When a line below contains the string "full", show that line.

(Stored data entries)
+++++

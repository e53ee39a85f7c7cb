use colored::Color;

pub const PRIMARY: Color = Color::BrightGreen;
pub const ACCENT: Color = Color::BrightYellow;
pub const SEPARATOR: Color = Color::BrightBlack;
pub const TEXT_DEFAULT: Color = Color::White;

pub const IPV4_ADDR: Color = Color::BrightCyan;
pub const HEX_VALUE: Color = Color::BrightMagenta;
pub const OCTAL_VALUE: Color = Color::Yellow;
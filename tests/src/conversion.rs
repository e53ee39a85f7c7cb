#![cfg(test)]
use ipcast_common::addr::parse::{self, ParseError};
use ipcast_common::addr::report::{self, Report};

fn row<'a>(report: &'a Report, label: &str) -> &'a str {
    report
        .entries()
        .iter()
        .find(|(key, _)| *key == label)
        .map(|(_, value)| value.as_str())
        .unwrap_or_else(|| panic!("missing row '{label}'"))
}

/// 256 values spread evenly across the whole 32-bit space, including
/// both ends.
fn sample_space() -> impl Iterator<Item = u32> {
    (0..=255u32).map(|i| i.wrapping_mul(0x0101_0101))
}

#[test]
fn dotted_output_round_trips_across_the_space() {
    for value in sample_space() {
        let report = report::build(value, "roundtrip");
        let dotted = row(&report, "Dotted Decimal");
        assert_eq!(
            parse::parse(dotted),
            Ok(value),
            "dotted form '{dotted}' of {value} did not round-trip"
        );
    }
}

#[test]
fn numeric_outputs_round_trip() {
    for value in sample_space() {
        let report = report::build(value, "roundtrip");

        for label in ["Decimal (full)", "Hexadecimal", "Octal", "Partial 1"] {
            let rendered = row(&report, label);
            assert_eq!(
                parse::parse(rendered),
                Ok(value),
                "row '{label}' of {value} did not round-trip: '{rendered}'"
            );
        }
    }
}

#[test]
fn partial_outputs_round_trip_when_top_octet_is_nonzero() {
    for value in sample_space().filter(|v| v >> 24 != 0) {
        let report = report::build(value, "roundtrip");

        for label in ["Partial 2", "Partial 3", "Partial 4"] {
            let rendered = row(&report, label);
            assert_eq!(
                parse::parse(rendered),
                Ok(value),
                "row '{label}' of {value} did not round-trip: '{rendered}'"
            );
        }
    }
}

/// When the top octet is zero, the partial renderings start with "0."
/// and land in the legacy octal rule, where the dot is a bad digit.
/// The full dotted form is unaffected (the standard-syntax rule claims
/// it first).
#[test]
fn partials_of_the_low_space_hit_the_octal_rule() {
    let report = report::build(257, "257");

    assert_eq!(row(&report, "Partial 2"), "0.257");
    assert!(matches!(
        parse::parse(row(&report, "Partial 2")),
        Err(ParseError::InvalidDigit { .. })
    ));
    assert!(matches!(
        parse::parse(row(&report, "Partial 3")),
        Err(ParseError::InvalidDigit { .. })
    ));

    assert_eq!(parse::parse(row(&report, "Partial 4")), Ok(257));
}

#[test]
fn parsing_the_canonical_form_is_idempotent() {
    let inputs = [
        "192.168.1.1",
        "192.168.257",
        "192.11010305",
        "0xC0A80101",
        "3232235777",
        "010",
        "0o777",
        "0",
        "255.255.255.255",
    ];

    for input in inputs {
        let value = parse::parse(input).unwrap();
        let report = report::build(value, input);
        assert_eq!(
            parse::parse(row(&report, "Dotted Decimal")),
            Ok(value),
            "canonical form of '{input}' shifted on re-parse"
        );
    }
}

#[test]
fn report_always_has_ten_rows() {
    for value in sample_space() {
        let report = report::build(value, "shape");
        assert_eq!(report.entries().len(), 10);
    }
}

+++++

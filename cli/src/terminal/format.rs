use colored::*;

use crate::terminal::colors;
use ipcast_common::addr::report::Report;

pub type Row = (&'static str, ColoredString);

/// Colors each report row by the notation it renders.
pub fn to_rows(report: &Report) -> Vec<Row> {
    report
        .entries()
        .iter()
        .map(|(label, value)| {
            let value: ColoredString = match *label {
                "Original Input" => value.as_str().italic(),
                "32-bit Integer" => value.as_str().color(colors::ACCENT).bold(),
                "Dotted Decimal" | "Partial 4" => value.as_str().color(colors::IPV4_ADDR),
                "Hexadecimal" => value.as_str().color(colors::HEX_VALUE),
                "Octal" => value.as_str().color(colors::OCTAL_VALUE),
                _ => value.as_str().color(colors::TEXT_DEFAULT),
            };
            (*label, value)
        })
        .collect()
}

+++++

[Finished task]:
        for label in ["Decimal (full)", "Hexadecimal", "Octal", "Partial 1"] {
/// The full dotted form is unaffected (the standard-syntax rule claims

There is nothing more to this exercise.